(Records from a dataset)

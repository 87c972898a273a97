//! Construction-time game configuration.

use std::time::Duration;

use serde::{Deserialize, Serialize};

use crate::{DEFAULT_BOARD_DIMENSION, DEFAULT_MERGE_ANIMATION, DEFAULT_WIN_VALUE, SPAWN_TILE_VALUE};

const DEFAULT_RNG_SEED: u64 = 0x2048_d0e1_5eed_7113;

/// Throttle window expressed as a fraction of the merge animation.
const THROTTLE_NUMERATOR: u32 = 21;
const THROTTLE_DENOMINATOR: u32 = 20;

/// Policy applied when the board is full and no merge remains.
#[derive(Clone, Copy, Debug, Default, PartialEq, Eq, Hash, Serialize, Deserialize)]
#[serde(rename_all = "snake_case")]
pub enum RuleSet {
    /// Two players alternate; an immobile board goes to the higher score,
    /// equal scores draw.
    #[default]
    Duel,
    /// An immobile board is lost regardless of score.
    Solo,
}

/// Parameters fixed when a world is constructed.
#[derive(Clone, Debug, PartialEq, Eq, Serialize, Deserialize)]
#[serde(default, deny_unknown_fields)]
pub struct GameConfig {
    /// Number of cells along each edge of the board.
    pub board_dimension: u32,
    /// Tile value that ends the game with a win.
    pub win_value: u32,
    /// Length of the merge animation in milliseconds.
    pub merge_animation_ms: u64,
    /// Terminal policy for an immobile board.
    pub rules: RuleSet,
    /// Seed of the spawn policy's random generator.
    pub rng_seed: u64,
}

impl Default for GameConfig {
    fn default() -> Self {
        Self {
            board_dimension: DEFAULT_BOARD_DIMENSION,
            win_value: DEFAULT_WIN_VALUE,
            merge_animation_ms: DEFAULT_MERGE_ANIMATION.as_millis() as u64,
            rules: RuleSet::Duel,
            rng_seed: DEFAULT_RNG_SEED,
        }
    }
}

impl GameConfig {
    /// Delay between an accepted move and its settle step.
    #[must_use]
    pub const fn merge_animation(&self) -> Duration {
        Duration::from_millis(self.merge_animation_ms)
    }

    /// Minimum interval between two admitted moves, slightly longer than the
    /// merge animation.
    #[must_use]
    pub fn throttle_window(&self) -> Duration {
        self.merge_animation() * THROTTLE_NUMERATOR / THROTTLE_DENOMINATOR
    }

    /// Checks that the configuration describes a playable game.
    pub fn validate(&self) -> Result<(), ConfigError> {
        if self.board_dimension < 2 {
            return Err(ConfigError::BoardTooSmall(self.board_dimension));
        }
        if self.win_value <= SPAWN_TILE_VALUE || !self.win_value.is_power_of_two() {
            return Err(ConfigError::InvalidWinValue(self.win_value));
        }
        if self.merge_animation_ms == 0 {
            return Err(ConfigError::ZeroAnimation);
        }
        Ok(())
    }
}

/// Reasons a [`GameConfig`] is rejected.
#[derive(Clone, Copy, Debug, PartialEq, Eq, thiserror::Error)]
pub enum ConfigError {
    /// The board needs at least two cells per edge.
    #[error("board dimension {0} is too small, expected at least 2")]
    BoardTooSmall(u32),
    /// The win value must be a power of two above the spawn value.
    #[error("win value {0} must be a power of two greater than 2")]
    InvalidWinValue(u32),
    /// Settle must be deferred by a non-zero animation window.
    #[error("merge animation duration must be greater than zero")]
    ZeroAnimation,
}

#[cfg(test)]
mod tests {
    use super::*;

    #[test]
    fn default_configuration_is_valid() {
        let config = GameConfig::default();
        assert_eq!(config.validate(), Ok(()));
        assert_eq!(config.board_dimension, 4);
        assert_eq!(config.win_value, 2048);
        assert_eq!(config.rules, RuleSet::Duel);
    }

    #[test]
    fn throttle_window_exceeds_animation() {
        let config = GameConfig::default();
        assert_eq!(config.merge_animation(), Duration::from_millis(100));
        assert_eq!(config.throttle_window(), Duration::from_millis(105));
    }

    #[test]
    fn rejects_unplayable_configurations() {
        let small = GameConfig {
            board_dimension: 1,
            ..GameConfig::default()
        };
        assert_eq!(small.validate(), Err(ConfigError::BoardTooSmall(1)));

        let odd_target = GameConfig {
            win_value: 1000,
            ..GameConfig::default()
        };
        assert_eq!(odd_target.validate(), Err(ConfigError::InvalidWinValue(1000)));

        let trivial_target = GameConfig {
            win_value: 2,
            ..GameConfig::default()
        };
        assert_eq!(trivial_target.validate(), Err(ConfigError::InvalidWinValue(2)));

        let instant = GameConfig {
            merge_animation_ms: 0,
            ..GameConfig::default()
        };
        assert_eq!(instant.validate(), Err(ConfigError::ZeroAnimation));
    }
}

**GOAL OF THE EXERCISE**
When you reach the line containing "Construction-time game configuration." in the data above, start copying exactly, and stop after the line containing "the merge animation.".

**REPLY TO THE EXERCISE**
//! Construction-time game configuration.

use std::time::Duration;

use serde::{Deserialize, Serialize};

use crate::{DEFAULT_BOARD_DIMENSION, DEFAULT_MERGE_ANIMATION, DEFAULT_WIN_VALUE, SPAWN_TILE_VALUE};

const DEFAULT_RNG_SEED: u64 = 0x2048_d0e1_5eed_7113;

/// Throttle window expressed as a fraction of the merge animation.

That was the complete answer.